Add files to artifacts from parallel runs

For large datasets or distributed training, multiple parallel runs might need to contribute to a single artifact.
import wandb
import time

# This example uses Ray to run in parallel
# for demonstration purposes.
import ray

ray.init()

artifact_type = "dataset"
artifact_name = "parallel-artifact"
table_name = "distributed_table"
parts_path = "parts"
num_parallel = 5

# Each batch of parallel writers should have its own
# unique group name.
group_name = "writer-group-{}".format(round(time.time()))


@ray.remote
def train(i):
    """
    The writer job. Each writer adds one image to the artifact.
    """
    with wandb.init(group=group_name) as run:
        artifact = wandb.Artifact(name=artifact_name, type=artifact_type)

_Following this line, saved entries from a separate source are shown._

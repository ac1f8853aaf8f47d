// Copyright (c) 2025 Steve Wagner (ciroque@live.com)
// SPDX-License-Identifier: MIT

//! Ordering of due profiles within one dispatch pass.
//!
//! When more profiles are due than there are free permits, the ones that have
//! waited longest go first. Ties on due time fall back to the profile name so
//! the dispatch order of a pass is deterministic. Profiles left in the queue
//! when permits run out are not rescheduled; they keep their original due time
//! and are picked up by the next pass.
//!
//! ```rust
//! use tokio::time::{Duration, Instant};
//! use workload_scheduler::engine::due_queue::{DueProfile, DueQueue};
//!
//! let now = Instant::now();
//! let mut queue = DueQueue::new();
//! queue.push(DueProfile::new("SHM_07".to_string(), now));
//! queue.push(DueProfile::new("PM_38".to_string(), now));
//! queue.push(DueProfile::new("FM_01".to_string(), now + Duration::from_secs(1)));
//!
//! let order: Vec<String> = std::iter::from_fn(|| queue.pop()).map(|p| p.name).collect();
//! assert_eq!(order, vec!["PM_38", "SHM_07", "FM_01"]);
//! ```

use std::cmp::Ordering;
use std::collections::BinaryHeap;
use tokio::time::Instant;

/// A profile whose due time has passed, waiting for a permit.
#[derive(Debug, Clone)]
pub struct DueProfile {
    pub name: String,
    pub due_at: Instant,
}

impl DueProfile {
    pub fn new(name: String, due_at: Instant) -> Self {
        Self { name, due_at }
    }
}

impl PartialEq for DueProfile {
    fn eq(&self, other: &Self) -> bool {
        self.due_at == other.due_at && self.name == other.name
    }
}

impl Eq for DueProfile {}

impl PartialOrd for DueProfile {
    fn partial_cmp(&self, other: &Self) -> Option<Ordering> {
        Some(self.cmp(other))
    }
}

impl Ord for DueProfile {
    /// `BinaryHeap` is a max-heap, so both keys are reversed to pop the
    /// earliest due time, then the smallest name, first.
    fn cmp(&self, other: &Self) -> Ordering {
        other
            .due_at
            .cmp(&self.due_at)
            .then_with(|| other.name.cmp(&self.name))
    }
}

/// Min-ordered queue of due profiles.
#[derive(Debug, Default)]
pub struct DueQueue {
    heap: BinaryHeap<DueProfile>,
}

impl DueQueue {
    pub fn new() -> Self {
        Self::default()
    }

    pub fn push(&mut self, profile: DueProfile) {
        self.heap.push(profile);
    }

    pub fn pop(&mut self) -> Option<DueProfile> {
        self.heap.pop()
    }

    pub fn peek(&self) -> Option<&DueProfile> {
        self.heap.peek()
    }

    pub fn len(&self) -> usize {
        self.heap.len()
    }

    pub fn is_empty(&self) -> bool {
        self.heap.is_empty()
    }
}

#[cfg(test)]
mod tests {
    use super::*;
    use std::time::Duration;

    #[test]
    fn test_earliest_due_first() {
        let now = Instant::now();
        let mut queue = DueQueue::new();
        queue.push(DueProfile::new("A".to_string(), now + Duration::from_secs(3)));
        queue.push(DueProfile::new("B".to_string(), now + Duration::from_secs(1)));
        queue.push(DueProfile::new("C".to_string(), now + Duration::from_secs(2)));

        assert_eq!(queue.len(), 3);
        assert_eq!(queue.peek().map(|p| p.name.as_str()), Some("B"));
        assert_eq!(queue.pop().unwrap().name, "B");
        assert_eq!(queue.pop().unwrap().name, "C");
        assert_eq!(queue.pop().unwrap().name, "A");
        assert!(queue.is_empty());
    }

    #[test]
    fn test_name_breaks_ties() {
        let now = Instant::now();
        let mut queue = DueQueue::new();
        for name in ["NHM_03", "AP_01", "CMSYNC_01"] {
            queue.push(DueProfile::new(name.to_string(), now));
        }

        let order: Vec<String> = std::iter::from_fn(|| queue.pop()).map(|p| p.name).collect();
        assert_eq!(order, vec!["AP_01", "CMSYNC_01", "NHM_03"]);
    }
}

        # Add data to a wandb table.
        table = wandb.Table(columns=["a", "b", "c"], data=[[i, i * 2, 2**i]])

        # Add the table to folder in the artifact
        artifact.add(table, "{}/table_{}".format(parts_path, i))

        # Upsert the artifact to create or append data to the artifact
        run.upsert_artifact(artifact)


# Launch your runs in parallel
result_ids = [train.remote(i) for i in range(num_parallel)]

# Join on all the writers to make sure their files have
# been added before finishing the artifact.
ray.get(result_ids)

# After all the writers finish, finish the artifact
# to mark it ready.
with wandb.init(group=group_name) as run:
    artifact = wandb.Artifact(artifact_name, type=artifact_type)

    # Create a "PartitionTable" pointing to the folder of tables
    # and add it to the artifact.
    artifact.add(wandb.data_types.PartitionedTable(parts_path), table_name)

    # Finish the artifact to finalize it, disallowing future "upserts"
    # to this version.
    run.finish_artifact(artifact)

Find path for logged artifacts and other metadata

After you log an artifact, you might want to inspect the files associated with the run that produced it. The following code snippet shows how to use the W&B Public API to list the files in a run, including their names and URLs. Replace the [ENTITY/PROJECT/RUN-ID] placeholder with your own values:
from wandb.apis.public.files import Files
from wandb.apis.public.api import Api

# Example run object
run = Api().run("[ENTITY/PROJECT/RUN-ID]")

# Create a Files object to iterate over files in the run
files = Files(api.client, run)

# Iterate over files
for file in files:
    print(f"File Name: {file.name}")
    print(f"File URL: {file.url}")
    print(f"Path to file in the bucket: {file.direct_url}")
See the File class for more information about available attributes and methods.